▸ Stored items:
────────

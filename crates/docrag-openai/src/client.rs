//! OpenAI chat completions client

use async_trait::async_trait;
use reqwest::Client;
use serde::{Deserialize, Serialize};
use tokio::time::timeout;

use docrag_core::{Error, GenerationConfig, GenerationResult, LLMProvider, Result};

use crate::config::OpenAiConfig;

/// Chat completions client for OpenAI-compatible endpoints
pub struct OpenAiChatClient {
    client: Client,
    endpoint: String,
    defaults: GenerationConfig,
}

#[derive(Serialize)]
struct ChatRequest<'a> {
    model: &'a str,
    temperature: f32,
    #[serde(skip_serializing_if = "Option::is_none")]
    max_tokens: Option<u32>,
    messages: Vec<ChatRequestMessage<'a>>,
}

#[derive(Serialize)]
struct ChatRequestMessage<'a> {
    role: &'a str,
    content: &'a str,
}

#[derive(Deserialize)]
struct ChatResponse {
    choices: Vec<ChatChoice>,
    #[serde(default)]
    usage: Option<Usage>,
}

#[derive(Deserialize)]
struct ChatChoice {
    message: AssistantMessage,
}

#[derive(Deserialize)]
struct AssistantMessage {
    #[serde(default)]
    content: Option<String>,
}

#[derive(Deserialize)]
struct Usage {
    total_tokens: u32,
}

impl OpenAiChatClient {
    /// Create a new chat client from configuration
    pub fn new(config: &OpenAiConfig) -> Result<Self> {
        Ok(Self {
            client: config.http_client()?,
            endpoint: config.endpoint("chat/completions"),
            defaults: config.generation_config(),
        })
    }

    /// Set the model to use for generation
    pub fn with_model(mut self, model_id: impl Into<String>) -> Self {
        self.defaults.model_id = model_id.into();
        self
    }

    /// Send the prompt as a single user message
    async fn perform_generation(
        &self,
        prompt: &str,
        config: &GenerationConfig,
    ) -> Result<GenerationResult> {
        let request_body = ChatRequest {
            model: &config.model_id,
            temperature: config.temperature,
            max_tokens: config.max_tokens,
            messages: vec![ChatRequestMessage {
                role: "user",
                content: prompt,
            }],
        };

        let response = self
            .client
            .post(&self.endpoint)
            .json(&request_body)
            .send()
            .await
            .map_err(|e| Error::Network(e.to_string()))?;

        if !response.status().is_success() {
            let status = response.status();
            let error_text = response
                .text()
                .await
                .unwrap_or_else(|_| "Unknown error".to_string());
            return Err(Error::LLMProvider(format!(
                "OpenAI API request failed with status {}: {}",
                status, error_text
            )));
        }

        let parsed: ChatResponse = response
            .json()
            .await
            .map_err(|e| Error::Serialization(e.to_string()))?;

        let choice = parsed
            .choices
            .into_iter()
            .next()
            .ok_or_else(|| Error::LLMProvider("OpenAI response contained no choices".to_string()))?;

        Ok(GenerationResult {
            text: choice.message.content.unwrap_or_default(),
            model_id: config.model_id.clone(),
            tokens_used: parsed.usage.map(|usage| usage.total_tokens),
        })
    }
}

#[async_trait]
impl LLMProvider for OpenAiChatClient {
    async fn generate(&self, prompt: &str) -> Result<GenerationResult> {
        self.generate_with_config(prompt, &self.defaults).await
    }

    async fn generate_with_config(
        &self,
        prompt: &str,
        config: &GenerationConfig,
    ) -> Result<GenerationResult> {
        match timeout(config.timeout, self.perform_generation(prompt, config)).await {
            Ok(result) => result,
            Err(_) => Err(Error::Timeout("Request timed out".to_string())),
        }
    }

    fn model_id(&self) -> &str {
        &self.defaults.model_id
    }
}
//! Ingestion service: `POST /process`

use std::sync::Arc;

use axum::extract::multipart::MultipartError;
use axum::extract::{Multipart, State};
use axum::http::StatusCode;
use axum::routing::{get, post};
use axum::{Json, Router};
use serde::{Deserialize, Serialize};
use tokio::sync::Mutex;
use tracing::{info, warn};

use docrag_core::{Error, Result};
use docrag_rag::{IngestionPipeline, ScratchDir};

use crate::clients::Clients;
use crate::config::ServiceConfig;
use crate::{Banner, banner, health};

/// Multipart field carrying the upload
const FILE_FIELD: &str = "file";

/// Shared state for the ingestion routes
#[derive(Clone)]
pub struct IngestState {
    pipeline: Arc<IngestionPipeline>,
    scratch: ScratchDir,
    /// Uploads share one scratch directory, so ingestion runs one at a time
    gate: Arc<Mutex<()>>,
    /// Same limit as the body layer, quoted back when an upload exceeds it
    max_upload_bytes: usize,
}

impl IngestState {
    pub fn new(pipeline: IngestionPipeline, scratch: ScratchDir, max_upload_bytes: usize) -> Self {
        Self {
            pipeline: Arc::new(pipeline),
            scratch,
            gate: Arc::new(Mutex::new(())),
            max_upload_bytes,
        }
    }

    pub fn from_clients(clients: &Clients, config: &ServiceConfig) -> Result<Self> {
        let pipeline = IngestionPipeline::new(
            clients.embedder.clone(),
            clients.index.clone(),
            &config.indexing,
        )?;
        Ok(Self::new(
            pipeline,
            ScratchDir::new(config.upload_dir.clone()),
            config.max_upload_bytes,
        ))
    }

    async fn ingest(&self, upload: Upload) -> Result<ProcessResponse> {
        let _guard = self.gate.lock().await;

        self.scratch.reset().await?;
        let path = self.scratch.persist(&upload.file_name, &upload.bytes).await?;
        let report = self.pipeline.ingest_file(&path).await?;

        Ok(ProcessResponse::success(report.source, report.chunk_count))
    }
}

/// Body of every `/process` reply; failures are reported with status 200
#[derive(Debug, Clone, PartialEq, Serialize, Deserialize)]
pub struct ProcessResponse {
    pub status: String,
    pub message: String,
    #[serde(default, skip_serializing_if = "Option::is_none")]
    pub file_path: Option<String>,
    #[serde(default, skip_serializing_if = "Option::is_none")]
    pub chunk_count: Option<usize>,
}

impl ProcessResponse {
    pub fn success(file_path: String, chunk_count: usize) -> Self {
        Self {
            status: "success".to_string(),
            message: format!(
                "File processed and uploaded to vector store. Created {} chunks.",
                chunk_count
            ),
            file_path: Some(file_path),
            chunk_count: Some(chunk_count),
        }
    }

    /// Report a failure with the error's message
    pub fn error(err: &Error) -> Self {
        Self {
            status: "error".to_string(),
            message: err.to_string(),
            file_path: None,
            chunk_count: None,
        }
    }
}

struct Upload {
    file_name: String,
    bytes: Vec<u8>,
}

fn upload_error(e: MultipartError, context: &str, max_upload_bytes: usize) -> Error {
    if e.status() == StatusCode::PAYLOAD_TOO_LARGE {
        return Error::InvalidInput(format!(
            "uploaded file is too large (limit {} bytes)",
            max_upload_bytes
        ));
    }
    Error::InvalidInput(format!("{}: {}", context, e))
}

async fn read_upload(mut multipart: Multipart, max_upload_bytes: usize) -> Result<Upload> {
    while let Some(field) = multipart
        .next_field()
        .await
        .map_err(|e| upload_error(e, "failed to read multipart body", max_upload_bytes))?
    {
        if field.name() != Some(FILE_FIELD) {
            continue;
        }

        let file_name = field
            .file_name()
            .map(str::to_string)
            .ok_or_else(|| Error::InvalidInput("uploaded file has no file name".to_string()))?;
        let bytes = field
            .bytes()
            .await
            .map_err(|e| upload_error(e, "failed to read uploaded file", max_upload_bytes))?;

        return Ok(Upload {
            file_name,
            bytes: bytes.to_vec(),
        });
    }

    Err(Error::InvalidInput(format!(
        "multipart field {:?} is required",
        FILE_FIELD
    )))
}

async fn process(State(state): State<IngestState>, multipart: Multipart) -> Json<ProcessResponse> {
    let result = match read_upload(multipart, state.max_upload_bytes).await {
        Ok(upload) => {
            info!(file_name = %upload.file_name, bytes = upload.bytes.len(), "upload received");
            state.ingest(upload).await
        }
        Err(e) => Err(e),
    };

    match result {
        Ok(response) => Json(response),
        Err(e) => {
            warn!(error = %e, "ingestion failed");
            Json(ProcessResponse::error(&e))
        }
    }
}

async fn ingest_banner() -> Json<Banner> {
    banner("docrag ingestion service")
}

/// Routes of the ingestion service, without layers
pub fn router(state: IngestState) -> Router {
    Router::new()
        .route("/", get(ingest_banner))
        .route("/health", get(health))
        .route("/process", post(process))
        .with_state(state)
}
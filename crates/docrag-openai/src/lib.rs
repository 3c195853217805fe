//! OpenAI integration for docrag
//!
//! This crate provides the OpenAI implementations of the `Embedder` and
//! `LLMProvider` traits. Any endpoint that speaks the OpenAI REST dialect can
//! be used by pointing `OPENAI_BASE_URL` at it.

mod client;
mod config;
mod embeddings;


pub use client::OpenAiChatClient;
pub use config::OpenAiConfig;
pub use embeddings::OpenAiEmbedder;

// Re-export core types for convenience
pub use docrag_core::{Embedder, Error, GenerationConfig, GenerationResult, LLMProvider, Result};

────────

▸ WHAT IS NEEDED:
Up to and including the line with "use tokio::time::timeout;", repeat the entries exactly, beginning at their first line.

▸ SOLUTION TO THIS EXERCISE:
filename crates/docrag-openai/src/client.rs
//! OpenAI chat completions client

use async_trait::async_trait;
use reqwest::Client;
use serde::{Deserialize, Serialize};
use tokio::time::timeout;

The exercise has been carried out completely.